I've learned to talk myself through the panic and force myself to focus on just one problem at a time.  Running helps me accomplish this.  Step by step, mile after mile I work to  come up with a  game plan to tackle my woes and by the time I hit the shower, my sense of nervous nausea is at bay.   Success!  That is, until a bump or two experienced in the course of the day drives me to end it, just like the previous one, sipping wine, in a bath, huddled up in bed before 9 pm.....and the scary cycle continues.  

This is why Anne Lamott's advice in her Bird by Bird was so compelling to me.  A colleague/friend gave it to me  for my birthday and I devoured it in one sitting.  Won't go into all the attributes of the book, but will share what's on its cover -- as the advice spoke to me and has been very helpful in taming my anxiety beasts!   

"Thirty years ago, my older brother, who was ten years old at the time, was trying to get a report on birds written that he had three months to write.  It was due the next day.  He was at the kitchen table close to tears, surrounded by binder paper and pencils and unopened books on birds, immobilized by the hugeness of the task ahead.  Then my father sat down beside him, put his arm around my brother's shoulder and said, "Bird by bird, buddy.  Just take it bird by bird."

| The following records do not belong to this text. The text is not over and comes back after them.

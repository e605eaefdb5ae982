//! Mouse model: pose, named wheels and sensors, and the TOML
//! mouse-definition file.
//!
//! The mouse is structurally immutable after initialization; the physics
//! engine mutates its pose, wheel speeds, sensor readings, and collision
//! state every tick.

use std::collections::BTreeMap;
use std::path::Path;

use serde::Deserialize;

use crate::error::{Error, Result};
use crate::maze::{Direction, Maze};

/// Mouse-definition file contents.
#[derive(Clone, Debug, Deserialize)]
pub struct MouseSpec {
    pub body: BodySpec,
    #[serde(default)]
    pub wheels: Vec<WheelSpec>,
    #[serde(default)]
    pub sensors: Vec<SensorSpec>,
}

/// Body rectangle, in meters.
#[derive(Clone, Debug, Deserialize)]
pub struct BodySpec {
    /// Lateral extent (perpendicular to heading).
    pub width: f64,
    /// Longitudinal extent (along heading).
    pub length: f64,
}

/// One wheel of the differential drive.
#[derive(Clone, Debug, Deserialize)]
pub struct WheelSpec {
    pub name: String,
    /// Lateral offset from the body center, meters; positive is left.
    pub offset: f64,
    /// Wheel radius, meters.
    pub radius: f64,
    /// Maximum angular speed, rad/s.
    pub max_speed: f64,
}

/// One sensor.
#[derive(Clone, Debug, Deserialize)]
pub struct SensorSpec {
    pub name: String,
    /// Position relative to body center (lateral, longitudinal), meters.
    pub offset: [f64; 2],
    /// Bearing relative to the heading, radians.
    #[serde(default)]
    pub bearing: f64,
    /// "range" or "contact".
    pub kind: String,
    /// Maximum range for range sensors, meters.
    #[serde(default = "default_sensor_range")]
    pub range: f64,
}

fn default_sensor_range() -> f64 {
    0.5
}

impl MouseSpec {
    /// Load a mouse-definition TOML file.
    pub fn load(path: &Path) -> Result<MouseSpec> {
        let content = std::fs::read_to_string(path)
            .map_err(|e| Error::Mouse(format!("failed to read {:?}: {}", path, e)))?;
        let spec: MouseSpec = toml::from_str(&content)
            .map_err(|e| Error::Mouse(format!("bad mouse definition {:?}: {}", path, e)))?;
        spec.validate()?;
        Ok(spec)
    }

    fn validate(&self) -> Result<()> {
        if self.body.width <= 0.0 || self.body.length <= 0.0 {
            return Err(Error::Mouse("body dimensions must be positive".to_string()));
        }
        for wheel in &self.wheels {
            if wheel.radius <= 0.0 || wheel.max_speed <= 0.0 {
                return Err(Error::Mouse(format!(
                    "wheel \"{}\" needs positive radius and max_speed",
                    wheel.name
                )));
            }
        }
        for sensor in &self.sensors {
            match sensor.kind.as_str() {
                "range" | "contact" => {}
                other => {
                    return Err(Error::Mouse(format!(
                        "sensor \"{}\" has unknown kind \"{}\"",
                        sensor.name, other
                    )));
                }
            }
        }
        Ok(())
    }
}

/// Live wheel state.
#[derive(Clone, Debug)]
pub struct Wheel {
    /// Lateral offset from center, positive left.
    pub offset: f64,
    pub radius: f64,
    /// Maximum angular speed, rad/s.
    pub max_speed: f64,
    /// Current angular speed, rad/s; always within ±max_speed.
    pub speed: f64,
}

/// Sensor flavor.
#[derive(Clone, Debug)]
pub enum SensorKind {
    /// Distance to the nearest wall along the bearing, up to `max`.
    Range { max: f64 },
    /// Boolean contact with wall geometry (reads 0.0 or 1.0).
    Contact,
}

/// Live sensor state.
#[derive(Clone, Debug)]
pub struct Sensor {
    /// Position relative to body center (lateral, longitudinal).
    pub offset: (f64, f64),
    /// Bearing relative to heading, radians.
    pub bearing: f64,
    pub kind: SensorKind,
    /// Latest reading; refreshed every physics tick.
    pub reading: f64,
}

/// The simulated vehicle.
#[derive(Clone, Debug)]
pub struct Mouse {
    /// Continuous position, meters.
    pub x: f64,
    pub y: f64,
    /// Heading angle, radians (east 0, CCW positive).
    pub heading: f64,
    /// Pose at initialization (x, y, heading).
    pub start: (f64, f64, f64),
    /// Sticky collision flag; set once per new wall intersection.
    pub collided: bool,
    /// Whether the last candidate pose intersected a wall. Transient,
    /// used to detect *new* intersections.
    pub in_collision: bool,
    /// Current discrete tile estimate.
    pub tile: (usize, usize),
    /// Previous tile estimate, kept for collision locality.
    pub prev_tile: (usize, usize),
    /// Body (width, length), meters.
    pub body: (f64, f64),
    wheels: BTreeMap<String, Wheel>,
    sensors: BTreeMap<String, Sensor>,
}

impl Mouse {
    /// Minimal mouse used before the algorithm declares its mouse file:
    /// a small body at the start cell, no wheels or sensors.
    pub fn placeholder() -> Mouse {
        let (cx, cy) = Maze::cell_center(0, 0);
        let heading = Direction::North.angle();
        Mouse {
            x: cx,
            y: cy,
            heading,
            start: (cx, cy, heading),
            collided: false,
            in_collision: false,
            tile: (0, 0),
            prev_tile: (0, 0),
            body: (0.06, 0.08),
            wheels: BTreeMap::new(),
            sensors: BTreeMap::new(),
        }
    }

    /// Build the mouse from a definition, placed at the start cell facing
    /// the given direction.
    pub fn from_spec(spec: &MouseSpec, facing: Direction) -> Mouse {
        let (cx, cy) = Maze::cell_center(0, 0);
        let heading = facing.angle();
        let mut wheels = BTreeMap::new();
        for w in &spec.wheels {
            wheels.insert(
                w.name.clone(),
                Wheel {
                    offset: w.offset,
                    radius: w.radius,
                    max_speed: w.max_speed,
                    speed: 0.0,
                },
            );
        }
        let mut sensors = BTreeMap::new();
        for s in &spec.sensors {
            let kind = match s.kind.as_str() {
                "contact" => SensorKind::Contact,
                _ => SensorKind::Range { max: s.range },
            };
            sensors.insert(
                s.name.clone(),
                Sensor {
                    offset: (s.offset[0], s.offset[1]),
                    bearing: s.bearing,
                    kind,
                    reading: 0.0,
                },
            );
        }
        Mouse {
            x: cx,
            y: cy,
            heading,
            start: (cx, cy, heading),
            collided: false,
            in_collision: false,
            tile: (0, 0),
            prev_tile: (0, 0),
            body: (spec.body.width, spec.body.length),
            wheels,
            sensors,
        }
    }

    /// Any mouse can run the discrete interface.
    pub fn is_discrete_compatible(&self) -> bool {
        true
    }

    /// The continuous interface needs a drivable differential pair and at
    /// least one sensor to close the loop with.
    pub fn is_continuous_compatible(&self) -> bool {
        self.wheels.len() >= 2 && !self.sensors.is_empty()
    }

    /// Whether a wheel with this name exists.
    pub fn has_wheel(&self, name: &str) -> bool {
        self.wheels.contains_key(name)
    }

    /// Set a wheel's commanded angular speed, clamped to its maximum.
    pub fn set_wheel_speed(&mut self, name: &str, speed: f64) -> Result<()> {
        let wheel = self
            .wheels
            .get_mut(name)
            .ok_or_else(|| Error::Interface(format!("unknown wheel \"{}\"", name)))?;
        wheel.speed = speed.clamp(-wheel.max_speed, wheel.max_speed);
        Ok(())
    }

    /// Latest reading of a named sensor.
    pub fn sensor_reading(&self, name: &str) -> Result<f64> {
        self.sensors
            .get(name)
            .map(|s| s.reading)
            .ok_or_else(|| Error::Interface(format!("unknown sensor \"{}\"", name)))
    }

    /// Zero all wheel speeds.
    pub fn stop_wheels(&mut self) {
        for wheel in self.wheels.values_mut() {
            wheel.speed = 0.0;
        }
    }

    /// Effective (linear m/s, angular rad/s) from the outermost wheel
    /// pair using differential-drive kinematics. Zero if the mouse has
    /// fewer than two wheels or no lateral separation.
    pub fn drive_rates(&self) -> (f64, f64) {
        let mut leftmost: Option<&Wheel> = None;
        let mut rightmost: Option<&Wheel> = None;
        for wheel in self.wheels.values() {
            if leftmost.map_or(true, |w| wheel.offset > w.offset) {
                leftmost = Some(wheel);
            }
            if rightmost.map_or(true, |w| wheel.offset < w.offset) {
                rightmost = Some(wheel);
            }
        }
        match (leftmost, rightmost) {
            (Some(left), Some(right)) if left.offset > right.offset => {
                let v_left = left.speed * left.radius;
                let v_right = right.speed * right.radius;
                let base = left.offset - right.offset;
                let linear = (v_left + v_right) / 2.0;
                let angular = (v_right - v_left) / base;
                (linear, angular)
            }
            _ => (0.0, 0.0),
        }
    }

    /// Iterate sensors mutably (physics tick refresh).
    pub fn sensors_mut(&mut self) -> impl Iterator<Item = (&String, &mut Sensor)> {
        self.sensors.iter_mut()
    }

    /// Footprint rectangle corners at the current pose, CCW.
    pub fn footprint(&self) -> [(f64, f64); 4] {
        footprint_at(self.x, self.y, self.heading, self.body)
    }
}

/// Footprint rectangle corners for an arbitrary pose.
pub fn footprint_at(x: f64, y: f64, heading: f64, body: (f64, f64)) -> [(f64, f64); 4] {
    let (w, l) = (body.0 / 2.0, body.1 / 2.0);
    let (sin, cos) = heading.sin_cos();
    // Local frame: +x along heading (longitudinal), +y left (lateral)
    let corners = [(l, w), (l, -w), (-l, -w), (-l, w)];
    let mut out = [(0.0, 0.0); 4];
    for (i, (lx, ly)) in corners.into_iter().enumerate() {
        out[i] = (x + lx * cos - ly * sin, y + lx * sin + ly * cos);
    }
    out
}
impl WorldState {
    fn new(maze: Maze, mouse: Mouse, config: &SimConfig) -> Self {
        Self {
            maze,
            mouse,
            actuations: VecDeque::new(),
            actuation_deadline: None,
            step: None,
            sim_speed: config.simulation.sim_speed,
            paused: config.simulation.start_paused,
            discrete_speed: config.discrete.speed,
            discrete_turn_speed: config.discrete.turn_speed,
            tick_count: 0,
            shutdown: false,
        }
    }

    /// Advance the simulation by `dt` simulated seconds. Pure with
    /// respect to wall-clock time, so tests drive it directly.
    ///
    /// Returns true when a pending step reached a terminal outcome this
    /// tick (the caller signals the condvar).
    pub fn tick(&mut self, dt: f64) -> bool {
        // Apply queued actuation in submission order; later commands
        // override earlier ones within the same tick.
        while let Some(actuation) = self.actuations.pop_front() {
            for (name, speed) in &actuation.speeds {
                // Unknown names were rejected at submission
                let _ = self.mouse.set_wheel_speed(name, *speed);
            }
            self.actuation_deadline = actuation.duration;
        }
        if let Some(deadline) = self.actuation_deadline.as_mut() {
            *deadline -= dt;
            if *deadline <= 0.0 {
                self.mouse.stop_wheels();
                self.actuation_deadline = None;
            }
        }

        let step_finished = if self.step.is_some() {
            self.advance_step(dt)
        } else {
            self.advance_continuous(dt);
            false
        };

        self.refresh_tile_estimate();
        self.refresh_sensors();
        self.tick_count += 1;
        step_finished
    }

    /// Integrate wheel-driven motion and run collision detection.
    fn advance_continuous(&mut self, dt: f64) {
        let (linear, angular) = self.mouse.drive_rates();
        if linear == 0.0 && angular == 0.0 {
            return;
        }
        let (nx, ny, nh) = integrate(
            self.mouse.x,
            self.mouse.y,
            self.mouse.heading,
            linear,
            angular,
            dt,
        );
        self.apply_pose(nx, ny, nh);
    }

    /// Drive the mouse toward the active step target.
    fn advance_step(&mut self, dt: f64) -> bool {
        let target = match &self.step {
            Some(command) if command.outcome == StepOutcome::Pending => command.target,
            _ => return false,
        };
        match target {
            StepTarget::Position { x: tx, y: ty } => {
                let dx = tx - self.mouse.x;
                let dy = ty - self.mouse.y;
                let dist = dx.hypot(dy);
                if dist <= STEP_POSITION_EPS {
                    self.finish_step(StepOutcome::Done);
                    return true;
                }
                let travel = (self.discrete_speed * dt).min(dist);
                let nx = self.mouse.x + travel * dx / dist;
                let ny = self.mouse.y + travel * dy / dist;
                if !self.apply_pose(nx, ny, self.mouse.heading) {
                    // Park back at the cell center so the algorithm can
                    // still turn and drive away after the crash
                    let (cx, cy) = Maze::cell_center(
                        self.mouse.tile.0 as i64,
                        self.mouse.tile.1 as i64,
                    );
                    self.mouse.x = cx;
                    self.mouse.y = cy;
                    self.mouse.in_collision = false;
                    self.finish_step(StepOutcome::Crashed);
                    return true;
                }
                if dist - travel <= STEP_POSITION_EPS {
                    self.mouse.x = tx;
                    self.mouse.y = ty;
                    self.finish_step(StepOutcome::Done);
                    return true;
                }
                false
            }
            StepTarget::Heading(target) => {
                let diff = normalize_angle(target - self.mouse.heading);
                if diff.abs() <= STEP_ANGLE_EPS {
                    self.mouse.heading = target;
                    self.finish_step(StepOutcome::Done);
                    return true;
                }
                let turn = (self.discrete_turn_speed * dt).min(diff.abs());
                let nh = normalize_angle(self.mouse.heading + turn * diff.signum());
                if !self.apply_pose(self.mouse.x, self.mouse.y, nh) {
                    self.finish_step(StepOutcome::Crashed);
                    return true;
                }
                if normalize_angle(target - self.mouse.heading).abs() <= STEP_ANGLE_EPS {
                    self.mouse.heading = target;
                    self.finish_step(StepOutcome::Done);
                    return true;
                }
                false
            }
        }
    }

    fn finish_step(&mut self, outcome: StepOutcome) {
        if let Some(step) = self.step.as_mut() {
            step.outcome = outcome;
        }
    }

    /// Attempt to move the mouse to a candidate pose. On wall
    /// intersection: latch the collided flag (once per new
    /// intersection), keep the previous position (never inside the
    /// wall), allow the rotation, and return false.
    fn apply_pose(&mut self, nx: f64, ny: f64, nh: f64) -> bool {
        if footprint_collides(&self.maze, nx, ny, nh, self.mouse.body) {
            if !self.mouse.in_collision {
                self.mouse.collided = true;
                self.mouse.in_collision = true;
                debug!(
                    x = self.mouse.x,
                    y = self.mouse.y,
                    "collision: translation halted"
                );
            }
            self.mouse.heading = nh;
            false
        } else {
            self.mouse.in_collision = false;
            self.mouse.x = nx;
            self.mouse.y = ny;
            self.mouse.heading = nh;
            true
        }
    }

    fn refresh_tile_estimate(&mut self) {
        let tile = self.maze.cell_of(self.mouse.x, self.mouse.y);
        if tile != self.mouse.tile {
            self.mouse.prev_tile = self.mouse.tile;
            self.mouse.tile = tile;
        }
    }

    /// Refresh every sensor from the current pose; readings are never
    /// staler than one tick.
    fn refresh_sensors(&mut self) {
        let maze = &self.maze;
        let (x, y, heading) = (self.mouse.x, self.mouse.y, self.mouse.heading);
        let (sin, cos) = heading.sin_cos();
        for (_, sensor) in self.mouse.sensors_mut() {
            let (lat, lon) = sensor.offset;
            let sx = x + lon * cos - lat * sin;
            let sy = y + lon * sin + lat * cos;
            sensor.reading = match sensor.kind {
                SensorKind::Contact => {
                    if maze.point_in_wall(sx, sy) {
                        1.0
                    } else {
                        0.0
                    }
                }
                SensorKind::Range { max } => raycast(maze, sx, sy, heading + sensor.bearing, max),
            };
        }
    }

    /// Resolve a step request into a concrete target from the current
    /// mouse state.
    fn resolve_step(&self, step: Step) -> StepCommand {
        let target = match step {
            Step::Forward => {
                let dir = Direction::nearest(self.mouse.heading);
                let (dx, dy) = dir.offset();
                let (tx, ty) =
                    Maze::cell_center(self.mouse.tile.0 as i64 + dx, self.mouse.tile.1 as i64 + dy);
                StepTarget::Position { x: tx, y: ty }
            }
            Step::TurnTo(dir) => StepTarget::Heading(dir.angle()),
        };
        StepCommand {
            target,
            outcome: StepOutcome::Pending,
        }
    }
}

I'm embracing the Bird by Bird philosophy.  While it was presented to help writers gain confidence in the task of crafting a moving tale, building believable characters, and finessing complex story lines, it has helped this non-writer tackle the complexities and mundane elements of life.   I've applied her thinking this  holiday season, year-end frenzy and tackling some crazy, crazy work to-do's going into January and I'm of all things....SLEEPING!  To me, that's all the proof I need. 

Sunday, December 5, 2010

BBC's Top 100 Book List: Numbers. Pages. Film.

The BBC's top 100 Book List which was compiled  in 2003 is enjoying a surge of visibility thanks to Facebook and the blogosphere.  In the last few weeks, a number of friends have posted the list, prefaced with the annotation that the BBC believes most people will have read only 6 of the 100 books, and so for me, the roster served  as a blatant challenge to assert my reading chops.  


I powered through the list and madly clicked off the titles I read.   Kudos to my high school and college comparative literature teachers.  Without their syllabi, my grand total would have been cut in half, but sadly, of the many I read, there are several I simply blew through on assignment.  So, I need to  re-read numerous classics not because I have a paper to write or a grade to nab, but to savor the talents of some incredible writers.   Thank you   BBC for creating the list, and Facebook for making it so easy to share.  The timely viral push has inspired some great additions to my Cinquenta Tales List.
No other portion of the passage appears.